AirStrip files lawsuit against mVisum for patent infringement

The battle between mHealth providers is heating up. San Antonio-based AirStrip Technologies last week announced that it filed a lawsuit in Federal District Court for the Southern District of New York, arguing that mVisum violated its patented intellectual property rights. The alleged violation involves an "industry-leading" method for remote monitoring of patient medical data on smartphones such as Apple's iPhone, tablets such as Apple's iPad, and other mobile devices.

In its legal complaint for patent infringement, AirStrip argued that its "revolutionary" AppPoint software was the "first FDA-cleared healthcare application for Apple devices to appear in the App Store," and now is found in more than 400 hospitals in the U.S. and internationally.

Camden, N.J.-based mVisum received FDA 510(k) approval last fall for its Alert Alarm Management System, designed for push delivering patient status and alarm events to clinical care providers as well as providing a way to review static and near real-time physiological and other patient information on mobile devices to healthcare providers through any data network including Wi-Fi and cell phone data networks. mVisum claims its has the only FDA-approved solution compatible across all types of smart devices including smartphones, tablets, and VoIP devices.

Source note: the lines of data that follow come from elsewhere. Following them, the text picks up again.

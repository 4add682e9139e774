use crate::cursor::u32::U32Cursor;
use crate::cursor::CursorExt;
use std::net::Ipv4Addr;

/// The addresses of an IPv4 subnet, network and broadcast included.
///
/// Everything is computed on host order `u32`s; `Ipv4Addr` only appears at
/// the edges.
#[derive(Debug, Clone, Copy, PartialEq, Eq)]
pub struct SweepRange {
    base: u32,
    range: u32,
}

impl SweepRange {
    pub fn new(address: Ipv4Addr, mask: Ipv4Addr) -> Self {
        let mask = u32::from(mask);
        Self {
            base: u32::from(address) & mask,
            range: u32::MAX - mask,
        }
    }

    /// Network address, offset 0.
    pub fn base(&self) -> Ipv4Addr {
        Ipv4Addr::from(self.base)
    }

    /// Highest host offset, inclusive.
    pub fn range(&self) -> u32 {
        self.range
    }

    pub fn address_count(&self) -> u64 {
        self.range as u64 + 1
    }

    pub fn target(&self, offset: u32) -> Ipv4Addr {
        // Wraps only for non contiguous masks
        Ipv4Addr::from(self.base.wrapping_add(offset))
    }

    /// `(offset, address)` for every offset, ascending.
    pub fn targets(&self) -> impl Iterator<Item = (u32, Ipv4Addr)> {
        self.targets_from(0)
    }

    pub fn targets_from(&self, first: u32) -> impl Iterator<Item = (u32, Ipv4Addr)> {
        let range = *self;
        U32Cursor::new(first, self.range)
            .map(move |offset| (offset, range.target(offset)))
            .to_iter()
    }
}
use pnet::datalink;
use pnet::ipnetwork::IpNetwork;
use std::net::Ipv4Addr;
use thiserror::Error;
use tracing::debug;

#[derive(Debug, Error, PartialEq, Eq)]
pub enum InterfaceError {
    #[error("no network interface named {0:?}")]
    NotFound(String),
    #[error("network interface {0:?} has no IPv4 address")]
    NoIpv4Address(String),
}

/// The IPv4 side of a network interface.
#[derive(Debug, Clone, PartialEq, Eq)]
pub struct InterfaceInfo {
    pub name: String,
    pub address: Ipv4Addr,
    pub mask: Ipv4Addr,
}

impl InterfaceInfo {
    pub fn lookup(name: &str) -> Result<Self, InterfaceError> {
        let interfaces = datalink::interfaces();
        debug!(count = interfaces.len(), "listed network interfaces");
        Self::select(
            name,
            interfaces
                .iter()
                .map(|interface| (interface.name.as_str(), interface.ips.as_slice())),
        )
    }

    /// First IPv4 network of the interface called `name`.
    fn select<'a>(
        name: &str,
        interfaces: impl IntoIterator<Item = (&'a str, &'a [IpNetwork])>,
    ) -> Result<Self, InterfaceError> {
        let mut found = false;
        for (candidate, ips) in interfaces {
            if candidate != name {
                continue;
            }
            found = true;
            let network = ips.iter().find_map(|ip| match ip {
                IpNetwork::V4(network) => Some(network),
                IpNetwork::V6(_) => None,
            });
            if let Some(network) = network {
                return Ok(Self {
                    name: name.to_string(),
                    address: network.ip(),
                    mask: network.mask(),
                });
            }
        }
        if found {
            Err(InterfaceError::NoIpv4Address(name.to_string()))
        } else {
            Err(InterfaceError::NotFound(name.to_string()))
        }
    }
}

#[cfg(test)]
mod test {
    use super::*;
    use pnet::ipnetwork::{Ipv4Network, Ipv6Network};

    fn v4(a: u8, b: u8, c: u8, d: u8, prefix: u8) -> IpNetwork {
        IpNetwork::V4(Ipv4Network::new(Ipv4Addr::new(a, b, c, d), prefix).unwrap())
    }

    fn v6_link_local() -> IpNetwork {
        IpNetwork::V6(Ipv6Network::new("fe80::1".parse().unwrap(), 64).unwrap())
    }

    #[test]
    fn selects_by_name() {
        let lo = [v4(127, 0, 0, 1, 8)];
        let eth0 = [v6_link_local(), v4(10, 0, 0, 5, 30), v4(10, 0, 1, 5, 24)];
        let interfaces = [("lo", &lo[..]), ("eth0", &eth0[..])];
        let info = InterfaceInfo::select("eth0", interfaces.iter().copied()).unwrap();
        assert_eq!(
            info,
            InterfaceInfo {
                name: "eth0".to_string(),
                address: Ipv4Addr::new(10, 0, 0, 5),
                mask: Ipv4Addr::new(255, 255, 255, 252),
            }
        );
    }

    #[test]
    fn unknown_interface() {
        let lo = [v4(127, 0, 0, 1, 8)];
        let interfaces = [("lo", &lo[..])];
        assert_eq!(
            InterfaceInfo::select("wlan0", interfaces.iter().copied()),
            Err(InterfaceError::NotFound("wlan0".to_string()))
        );
    }

    #[test]
    fn interface_without_ipv4() {
        let tun = [v6_link_local()];
        let interfaces = [("tun0", &tun[..])];
        assert_eq!(
            InterfaceInfo::select("tun0", interfaces.iter().copied()),
            Err(InterfaceError::NoIpv4Address("tun0".to_string()))
        );
    }

    #[test]
    fn repeated_entries_are_merged() {
        // Some platforms list one entry per address
        let first = [v6_link_local()];
        let second = [v4(192, 168, 1, 20, 24)];
        let interfaces = [("en0", &first[..]), ("en0", &second[..])];
        let info = InterfaceInfo::select("en0", interfaces.iter().copied()).unwrap();
        assert_eq!(info.address, Ipv4Addr::new(192, 168, 1, 20));
        assert_eq!(info.mask, Ipv4Addr::new(255, 255, 255, 0));
    }
}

The lawsuit from AirStrip is not surprising, given its list of formidable investors, such as, Hospital Corporation of America, Qualcomm, Sequoia Capital, and Wellcome Trust, and the high-stakes mHealth market in which the company competes. According to a February 2012 PricewaterhouseCoopers report conducted for GSMA, the global mHealth market is projected to reach $23 billion by 2017, with mobile monitoring services accounting for the largest share of the market--about 65 percent or $15 billion.

"AirStrip has a responsibility to exercise its patent protection in ways that rapidly drive the evolution of mHealth in a uniform and positive direction," AirStrip CEO Alan Portela said in the company's announcement regarding the lawsuit. AirStrip President and Chief Medical Officer Cameron Powell added that the company "respects the intellectual property of others, and will vigorously defend our own. Such action is not taken lightly, but we feel it is in the best interest of providers, our partners, and ultimately, patients."

AirStrip's FDA-cleared platform allows patient information--including waveforms and other critical data from electronic health records, bedside monitors, and devices--to be securely and natively accessed by physicians on their smartphones or tablets. A clinical research study of AirStrip's mobile healthcare software platform will be one of the first projects to benefit from a recently announced Qualcomm Foundation grant to Scripps Health.

In August, AirStrip expanded its mHealth platform to incorporate a Meaningful Use tracker to follow and measure clinical quality and meaningful use in a mobile solution, claiming to be the only vendor-neutral Meaningful Use compliance tool available on the market. According to AirStrip, the tracker integrates and mobilizes data from electronic health records, medical devices and other sources, enabling clinicians to track their compliance with Meaningful Use in real time, and daily analytics on a customized dashboard.